Intervention de Robert Badinter

Réunion du 7 février 2007 à 15h30
Interdiction de la peine de mort — Discussion d'un projet de loi constitutionnelle

Photo de Robert BadinterRobert Badinter, rapporteur :

Au-delà, je rappelle l'initiative récente prise par nos amis parlementaires italiens, qui, avec la présidence allemande de l'Union européenne, ont demandé que soit votée une résolution - elle a été adoptée il y a quelques jours, le 1er février 2007, à la faveur du congrès pour l'abolition mondiale de la peine de mort -, afin que tous les Parlements s'unissent pour que « soit mis en place, immédiatement et sans condition, un moratoire universel sur les exécutions capitales, en vue de l'abolition universelle de la peine de mort, à travers une résolution [...] de l'Assemblée générale des Nations unies », et sous le contrôle du secrétaire général. C'est notre devoir que de soutenir cette démarche, c'est notre devoir que d'oeuvrer pour ce moratoire universel !

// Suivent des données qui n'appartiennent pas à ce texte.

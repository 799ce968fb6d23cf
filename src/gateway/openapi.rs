//! OpenAPI documentation
//!
//! Served as JSON at `/api-docs/openapi.json`.

use utoipa::OpenApi;

use crate::gateway::handlers::HealthResponse;
use crate::mass_payment::api::{
    BatchAcceptedResponse, BatchStatusResponse, FailureDto, IterationResultDto,
    MassPaymentApiRequest,
};

#[derive(OpenApi)]
#[openapi(
    info(
        title = "Mass Payment API",
        version = "1.0.0",
        description = "Batched issue-and-pay with durable per-iteration checkpoints.",
        license(name = "MIT")
    ),
    servers(
        (url = "http://localhost:8080", description = "Development"),
    ),
    paths(
        crate::gateway::handlers::health_check,
        crate::gateway::handlers::create_mass_payment,
        crate::gateway::handlers::get_mass_payment,
        crate::gateway::handlers::resume_mass_payment,
    ),
    components(
        schemas(
            HealthResponse,
            MassPaymentApiRequest,
            BatchAcceptedResponse,
            BatchStatusResponse,
            IterationResultDto,
            FailureDto,
        )
    ),
    tags(
        (name = "System", description = "Service health"),
        (name = "MassPayment", description = "Batch submission and status"),
    )
)]
pub struct ApiDoc;

#[cfg(test)]
mod tests {
    use super::*;

    #[test]
    fn test_document_lists_all_routes() {
        let doc = ApiDoc::openapi();
        let paths: Vec<_> = doc.paths.paths.keys().cloned().collect();
        for expected in [
            "/api/v1/health",
            "/api/v1/mass-payments",
            "/api/v1/mass-payments/{request_id}",
            "/api/v1/mass-payments/{request_id}/resume",
        ] {
            assert!(paths.iter().any(|p| p == expected), "missing {}", expected);
        }
    }
}
impl JournalCheckpointStore {
    /// Open (or create) the journal at `path` and replay it
    pub fn open(path: impl AsRef<Path>) -> Result<Self, CheckpointError> {
        let path = path.as_ref().to_path_buf();
        if let Some(parent) = path.parent()
            && !parent.as_os_str().is_empty()
        {
            fs::create_dir_all(parent)?;
        }

        let file = OpenOptions::new()
            .read(true)
            .append(true)
            .create(true)
            .open(&path)?;
        file.try_lock_exclusive().map_err(|e| {
            CheckpointError::Locked(format!(
                "journal {} is held by another process: {}",
                path.display(),
                e
            ))
        })?;
        let replayed = replay(&file)?;

        let file_len = file.metadata()?.len();
        if replayed.valid_len < file_len {
            warn!(
                path = %path.display(),
                valid_len = replayed.valid_len,
                file_len,
                "Truncating torn journal tail"
            );
            file.set_len(replayed.valid_len)?;
            file.sync_all()?;
        }

        info!(
            path = %path.display(),
            batches = replayed.checkpoints.len(),
            last_seq = replayed.last_seq,
            "Checkpoint journal opened"
        );

        Ok(Self {
            path,
            state: Mutex::new(JournalState {
                writer: JournalWriter::new(file, replayed.last_seq + 1),
                len: replayed.valid_len,
                broken: false,
                checkpoints: replayed.checkpoints,
            }),
        })
    }

    pub fn path(&self) -> &Path {
        &self.path
    }

    fn lock(&self) -> Result<MutexGuard<'_, JournalState>, CheckpointError> {
        self.state
            .lock()
            .map_err(|_| CheckpointError::Storage("journal lock poisoned".into()))
    }

    /// Validate a transition on a copy, journal it, then publish the copy
    fn transition<T>(
        &self,
        request_id: BatchRequestId,
        entry_type: JournalEntryType,
        payload: &impl Serialize,
        f: impl FnOnce(&mut OrchestrationCheckpoint) -> Result<T, CheckpointError>,
    ) -> Result<T, CheckpointError> {
        let mut state = self.lock()?;
        let mut next = state
            .checkpoints
            .get(&request_id)
            .cloned()
            .ok_or_else(|| CheckpointError::NotFound(request_id.to_string()))?;
        let out = f(&mut next)?;

        let bytes = bincode::serialize(payload)?;
        state.append_durable(entry_type, &bytes)?;
        state.checkpoints.insert(request_id, next);
        Ok(out)
    }
}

Oui, notre devoir ne s'arrête pas là, et j'ai tenu à le dire au moment du troisième Congrès mondial contre la peine de mort. Il ne suffit pas d'un moratoire sur les exécutions, encore faut-il un moratoire sur les condamnations. En effet, un moratoire sur les exécutions sans moratoire sur les condamnations, ce sont encore, assurément, des condamnés à mort qui iront dans les quartiers que nous connaissons et que, je le rappelais, la Cour européenne a dénoncés comme constituant en eux-mêmes un châtiment inhumain et dégradant.

Nous ne saurions donc nous contenter d'un moratoire sur les exécutions. Il nous faut, et c'est au gouvernement français de toujours le rappeler, un moratoire sur les condamnations.

J'ajouterai que les circonstances, à cet égard, sont, je n'ose dire particulièrement favorables, mais symboliques. Nous savons que les prochains jeux Olympiques se tiendront à Pékin, en août 2008. Or, j'ai évoqué la situation en Chine. Il est évident, compte tenu de la sensibilité et de la grande fierté de son peuple, que demander au seul gouvernement chinois de suspendre par un moratoire les exécutions, de façon que les stades ne servent qu'aux événements sportifs et aux compétitions entre athlètes, serait mal ressenti. Pourquoi arrêterait-on d'exécuter à Pékin si l'on continuait d'exécuter dans le Texas ?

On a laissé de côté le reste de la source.